Многочисленные источники отмечают бурный взрыв общественного энтузиазма сразу после Февраля среди солдат в плане дальнейшего продолжения войны. Теперь достижение победы стало подразумеваться как нечто само собою разумеющееся. Солдаты писали домой, что «не жаль умирать за родину, так как теперь мы граждане и равноправны», в письмах с фронта выражались надежды на улучшение жизни в стране в целом.
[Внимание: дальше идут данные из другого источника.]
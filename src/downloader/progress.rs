use moka::future::Cache;
use serde::{Deserialize, Serialize};
use std::path::PathBuf;
use std::time::Duration;

/// Marker yt-dlp prints in front of every progress line we ask it for.
pub const PROGRESS_MARKER: &str = "[ytdl-web:progress]";
/// Marker in front of the final file path, printed after yt-dlp moved the file.
pub const FILE_MARKER: &str = "[ytdl-web:file]";

/// `--progress-template` value. Fields are `|` separated; the filename goes
/// last because it may itself contain `|`.
pub fn progress_template() -> String {
    format!(
        "download:{}%(progress.status)s|%(progress.downloaded_bytes)s|%(progress.total_bytes)s|%(progress.total_bytes_estimate)s|%(progress.speed)s|%(progress.eta)s|%(progress.filename)s",
        PROGRESS_MARKER
    )
}

/// `--print` value reporting where the finished file ended up.
pub fn final_path_template() -> String {
    format!("after_move:{}%(filepath)s", FILE_MARKER)
}

#[derive(Debug, Clone, Serialize, Deserialize, PartialEq)]
#[serde(tag = "status", rename_all = "lowercase")]
pub enum JobState {
    Starting,
    Downloading {
        downloaded_bytes: u64,
        total_bytes: Option<u64>,
        speed: Option<f64>,
        eta: Option<u64>,
        percent: String,
    },
    /// Transfer done; ffmpeg may still be merging or transcoding.
    Finished { filename: String },
    Completed { filename: String },
    Error { error: String },
    Unknown,
}

impl JobState {
    pub fn is_terminal(&self) -> bool {
        matches!(self, JobState::Completed { .. } | JobState::Error { .. })
    }
}

fn parse_number(field: &str) -> Option<f64> {
    let field = field.trim();
    if field.is_empty() || field == "NA" || field == "None" {
        return None;
    }
    field.parse::<f64>().ok().filter(|v| v.is_finite() && *v >= 0.0)
}

fn format_percent(downloaded: u64, total: Option<u64>) -> String {
    match total {
        Some(total) if total > 0 => {
            let pct = (downloaded as f64 / total as f64 * 100.0).min(100.0);
            format!("{:.1}%", pct)
        }
        _ => "0%".to_string(),
    }
}

/// Parses one line of yt-dlp output produced by [`progress_template`].
pub fn parse_progress_line(line: &str) -> Option<JobState> {
    let rest = line.trim().strip_prefix(PROGRESS_MARKER)?;
    let fields: Vec<&str> = rest.splitn(7, '|').collect();
    if fields.len() != 7 {
        return None;
    }

    match fields[0] {
        "downloading" => {
            let downloaded_bytes = parse_number(fields[1]).unwrap_or(0.0) as u64;
            let total_bytes = parse_number(fields[2])
                .or_else(|| parse_number(fields[3]))
                .map(|v| v as u64);
            Some(JobState::Downloading {
                downloaded_bytes,
                total_bytes,
                speed: parse_number(fields[4]),
                eta: parse_number(fields[5]).map(|v| v as u64),
                percent: format_percent(downloaded_bytes, total_bytes),
            })
        }
        "finished" => Some(JobState::Finished {
            filename: fields[6].trim().to_string(),
        }),
        _ => None,
    }
}

/// Parses the line produced by [`final_path_template`].
pub fn parse_final_path(line: &str) -> Option<PathBuf> {
    let path = line.trim().strip_prefix(FILE_MARKER)?.trim();
    if path.is_empty() || path == "NA" {
        None
    } else {
        Some(PathBuf::from(path))
    }
}

/// Job id → latest state. Entries expire after the configured TTL.
#[derive(Clone)]
pub struct ProgressRegistry {
    jobs: Cache<String, JobState>,
}

impl ProgressRegistry {
    pub fn new(ttl: Duration, max_jobs: u64) -> Self {
        Self {
            jobs: Cache::builder()
                .max_capacity(max_jobs)
                .time_to_live(ttl)
                .build(),
        }
    }

    pub async fn set(&self, job_id: &str, state: JobState) {
        self.jobs.insert(job_id.to_string(), state).await;
    }

    pub async fn get(&self, job_id: &str) -> JobState {
        self.jobs.get(job_id).await.unwrap_or(JobState::Unknown)
    }

    pub fn sink(&self, job_id: &str) -> ProgressSink {
        ProgressSink {
            registry: self.clone(),
            job_id: job_id.to_string(),
        }
    }
}

/// Write handle for a single job, handed to the extractor.
#[derive(Clone)]
pub struct ProgressSink {
    registry: ProgressRegistry,
    job_id: String,
}

impl ProgressSink {
    pub fn job_id(&self) -> &str {
        &self.job_id
    }

    pub async fn update(&self, state: JobState) {
        // Completed and Error are final.
        if self.registry.get(&self.job_id).await.is_terminal() {
            return;
        }
        self.registry.set(&self.job_id, state).await;
    }
}

#[cfg(test)]
mod tests {
    use super::*;

    #[test]
    fn parses_downloading_line() {
        let line = "[ytdl-web:progress]downloading|1048576|4194304|NA|524288.5|6|/tmp/a.mp4.part";
        match parse_progress_line(line) {
            Some(JobState::Downloading {
                downloaded_bytes,
                total_bytes,
                speed,
                eta,
                percent,
            }) => {
                assert_eq!(downloaded_bytes, 1_048_576);
                assert_eq!(total_bytes, Some(4_194_304));
                assert_eq!(speed, Some(524_288.5));
                assert_eq!(eta, Some(6));
                assert_eq!(percent, "25.0%");
            }
            other => panic!("unexpected: {:?}", other),
        }
    }

    #[test]
    fn falls_back_to_estimated_total() {
        let line = "[ytdl-web:progress]downloading|500|NA|1000.0|NA|NA|clip.webm";
        assert_eq!(
            parse_progress_line(line),
            Some(JobState::Downloading {
                downloaded_bytes: 500,
                total_bytes: Some(1000),
                speed: None,
                eta: None,
                percent: "50.0%".to_string(),
            })
        );
    }

    #[test]
    fn parses_finished_line_with_pipe_in_name() {
        let line = "[ytdl-web:progress]finished|10|10|NA|NA|NA|/dl/a | b.mp4";
        assert_eq!(
            parse_progress_line(line),
            Some(JobState::Finished {
                filename: "/dl/a | b.mp4".to_string()
            })
        );
    }

    #[test]
    fn ignores_foreign_lines() {
        assert_eq!(parse_progress_line("[download] Destination: a.mp4"), None);
        assert_eq!(parse_progress_line("[ytdl-web:progress]downloading|1|2"), None);
        assert_eq!(parse_progress_line("[ytdl-web:progress]error|1|2|3|4|5|x"), None);
    }

    #[test]
    fn parses_final_path() {
        assert_eq!(
            parse_final_path("[ytdl-web:file]/home/u/Downloads/Song.mp3\n"),
            Some(PathBuf::from("/home/u/Downloads/Song.mp3"))
        );
        assert_eq!(parse_final_path("[ytdl-web:file]NA"), None);
        assert_eq!(parse_final_path("Song.mp3"), None);
    }

    #[test]
    fn serializes_with_status_tag() {
        let json = serde_json::to_value(JobState::Error { error: "boom".to_string() }).unwrap();
        assert_eq!(json["status"], "error");
        assert_eq!(json["error"], "boom");
        let json = serde_json::to_value(JobState::Unknown).unwrap();
        assert_eq!(json, serde_json::json!({ "status": "unknown" }));
    }

    #[tokio::test]
    async fn registry_tracks_jobs() {
        let registry = ProgressRegistry::new(Duration::from_secs(60), 10);
        assert_eq!(registry.get("missing").await, JobState::Unknown);

        let sink = registry.sink("job-1");
        sink.update(JobState::Starting).await;
        assert_eq!(registry.get("job-1").await, JobState::Starting);

        sink.update(JobState::Completed { filename: "a.mp4".to_string() }).await;
        assert!(registry.get("job-1").await.is_terminal());
    }
}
Наблюдались даже такие явления, как присяга целой армии своему командующему о продолжении войны до полной победы, что, несмотря на некоторую анекдотичность ситуации, характеризует положение вещей на фронте как в целом оптимистичное. Стремясь использовать революционную эйфорию первых дней и перехватить инициативу в укреплении власти старших начальников, командиры всех рангов параллельно спешили проявить свою лояльность к Временному правительству. Так, командарм-7 генерал Д. Г. Щербачев уже 13 марта заставил свою армию принести «Великую клятву» на верность новой власти и своему начальнику. В этой «Клятве», в частности, говорилось: «…клянемся Вам господин генерал в том, что мы все солдаты 7-й армии верим, что скоро должны мы победить врага, свобода наша не может быть без победы… Не положим мы оружия, пока не победим врага. Мы кончили все манифестации, и с сегодняшнего дня мы примемся за новую великую службу для пользы Народа русского»[455].
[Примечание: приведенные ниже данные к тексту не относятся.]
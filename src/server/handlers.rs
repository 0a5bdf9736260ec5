use hyper::body::{Bytes, HttpBody};
use hyper::header::{HeaderValue, CONTENT_LENGTH, CONTENT_TYPE};
use hyper::{Body, Request, Response, StatusCode};
use serde::Deserialize;
use serde_json::{json, Value};
use std::collections::HashMap;

use super::pages::{index_page, status_page, FormValues};
use super::AppState;
use crate::errors::{AppError, ErrorCategory};

pub const MAX_BODY_BYTES: usize = 64 * 1024;

#[derive(Debug, Deserialize)]
struct InfoRequest {
    url: Option<String>,
}

#[derive(Debug, Deserialize)]
struct ApiDownloadRequest {
    url: Option<String>,
    download_type: Option<String>,
    quality: Option<String>,
}

pub fn status_for(err: &AppError) -> StatusCode {
    match err.category() {
        ErrorCategory::Validation => StatusCode::BAD_REQUEST,
        ErrorCategory::Extraction => StatusCode::UNPROCESSABLE_ENTITY,
        ErrorCategory::Environment => StatusCode::INTERNAL_SERVER_ERROR,
    }
}

fn build(status: StatusCode, content_type: &'static str, body: impl Into<Body>) -> Response<Body> {
    let mut response = Response::new(body.into());
    *response.status_mut() = status;
    response
        .headers_mut()
        .insert(CONTENT_TYPE, HeaderValue::from_static(content_type));
    response
}

pub fn text_response(status: StatusCode, text: &str) -> Response<Body> {
    build(status, "text/plain; charset=utf-8", text.to_string())
}

fn html_response(status: StatusCode, html: String) -> Response<Body> {
    build(status, "text/html; charset=utf-8", html)
}

fn json_response(status: StatusCode, value: &Value) -> Response<Body> {
    build(status, "application/json", value.to_string())
}

fn json_error(err: &AppError) -> Response<Body> {
    json_response(
        status_for(err),
        &json!({ "success": false, "error": err.user_message() }),
    )
}

/// Reads the request body, refusing anything over [`MAX_BODY_BYTES`].
async fn read_body(req: Request<Body>) -> std::result::Result<Bytes, Response<Body>> {
    let too_large = || text_response(StatusCode::PAYLOAD_TOO_LARGE, "Request body too large");

    let declared = req
        .headers()
        .get(CONTENT_LENGTH)
        .and_then(|v| v.to_str().ok())
        .and_then(|v| v.parse::<usize>().ok());
    if declared.map_or(false, |len| len > MAX_BODY_BYTES) {
        return Err(too_large());
    }

    let mut body = req.into_body();
    let mut buf = Vec::new();
    while let Some(chunk) = body.data().await {
        let chunk = chunk.map_err(|e| {
            log::warn!("Failed to read request body: {}", e);
            text_response(StatusCode::BAD_REQUEST, "Could not read request body")
        })?;
        if buf.len() + chunk.len() > MAX_BODY_BYTES {
            return Err(too_large());
        }
        buf.extend_from_slice(&chunk);
    }
    Ok(Bytes::from(buf))
}

pub fn index(state: &AppState) -> Response<Body> {
    html_response(
        StatusCode::OK,
        index_page(&FormValues::default(), None, &state.config.download_path),
    )
}

pub fn health() -> Response<Body> {
    json_response(StatusCode::OK, &json!({ "status": "ok" }))
}

/// Plain HTML form post: validates, downloads synchronously, renders the result.
pub async fn submit_form(state: &AppState, req: Request<Body>) -> Response<Body> {
    let body = match read_body(req).await {
        Ok(body) => body,
        Err(response) => return response,
    };

    let fields: HashMap<String, String> = url::form_urlencoded::parse(&body).into_owned().collect();
    let values = FormValues {
        url: fields.get("url").cloned().unwrap_or_default(),
        media_type: fields.get("media_type").cloned().unwrap_or_default(),
        quality: fields.get("quality").cloned().unwrap_or_default(),
    };

    let request = match state.manager.validate(
        &values.url,
        Some(values.media_type.as_str()),
        Some(values.quality.as_str()),
    ) {
        Ok(request) => request,
        Err(e) => {
            return html_response(
                status_for(&e),
                index_page(&values, Some(e.user_message().as_str()), &state.config.download_path),
            );
        }
    };

    match state.manager.download(&request).await {
        Ok(outcome) => html_response(
            StatusCode::OK,
            status_page(
                "Download complete",
                &format!("Saved to {}", outcome.destination.display()),
            ),
        ),
        Err(e) => html_response(status_for(&e), status_page("Download failed", &e.user_message())),
    }
}

pub async fn api_info(state: &AppState, req: Request<Body>) -> Response<Body> {
    let body = match read_body(req).await {
        Ok(body) => body,
        Err(response) => return response,
    };

    let request: InfoRequest = match serde_json::from_slice(&body) {
        Ok(request) => request,
        Err(e) => return json_error(&AppError::from(e)),
    };

    match state.manager.fetch_info(request.url.as_deref().unwrap_or_default()).await {
        Ok(summary) => json_response(StatusCode::OK, &json!({ "success": true, "data": summary })),
        Err(e) => json_error(&e),
    }
}

/// Starts a background download and answers with its id right away.
pub async fn api_download(state: &AppState, req: Request<Body>) -> Response<Body> {
    let body = match read_body(req).await {
        Ok(body) => body,
        Err(response) => return response,
    };

    let request: ApiDownloadRequest = match serde_json::from_slice(&body) {
        Ok(request) => request,
        Err(e) => return json_error(&AppError::from(e)),
    };

    let validated = state.manager.validate(
        request.url.as_deref().unwrap_or_default(),
        request.download_type.as_deref(),
        request.quality.as_deref(),
    );

    let started = match validated {
        Ok(download) => state.manager.start(download).await,
        Err(e) => Err(e),
    };

    match started {
        Ok(id) => json_response(StatusCode::OK, &json!({ "success": true, "download_id": id })),
        Err(e) => json_error(&e),
    }
}

pub async fn api_progress(state: &AppState, job_id: &str) -> Response<Body> {
    let progress = state.manager.progress(job_id).await;
    match serde_json::to_value(&progress) {
        Ok(value) => json_response(StatusCode::OK, &value),
        Err(e) => json_error(&AppError::from(e)),
    }
}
Однако очевидно, что солдаты ставили возможность своего дальнейшего участия в войне в зависимость от выполнения властью не только насущных нужд армии (питание, обмундирование и т.д.), но и долгосрочных надежд крестьянства – разрешения аграрного вопроса в пользу деревни. Уже в первых числах марта, не успел еще закончиться революционный переворот, Петроградский Совет получал письма о том, что солдаты стоят за мир на любых условиях. А выражением отношения к войне со стороны солдатских масс было убеждение – «одно для всех ясно: царя нет, значит, скоро конец войне, а там – по домам, делить помещичью землю…»[456].
Военные цензоры отмечали «бодрое содержание» подавляющего числа писем с фронта в марте, но наряду с усилением воли к победе и – одновременное падение дисциплины, что, по своей сути, довольно противоречиво. Наверняка командование не могла не встревожить констатация факта совмещения в массовом сознании стихийного процесса ожидания мира параллельно с признанием необходимости продолжения военных действий.
Приказ № 1 по Петроградскому гарнизону, ставший юридическим актом для всех вооруженных сил России и Декларация прав военнослужащих, увидевшая свет (24 мая) накануне готовящегося в июне месяце наступления, сыграли решающую роль в разложении армии, катастрофическом падении ее боеспособности и последующем развале. Документы, разрушившие армию, широко распространялись в войсках: А. И. Верховский упоминает, что Приказ № 1 был отпечатан в девяти миллионах экземпляров – то есть почти на каждого солдата.
Эти акты превратили русскую армию из инструмента ведения внешней войны в инструмент политической борьбы между многочисленными политическими партиями и группировками, рвущимися к власти. Право, даже немцы не сумели бы выдумать подобного для уничтожения вооруженных сил противника. Узколобый политиканствующий догматизм и начетничество новых революционных деятелей лишний раз доказали свою нежизнеспособность для здорового государственного организма.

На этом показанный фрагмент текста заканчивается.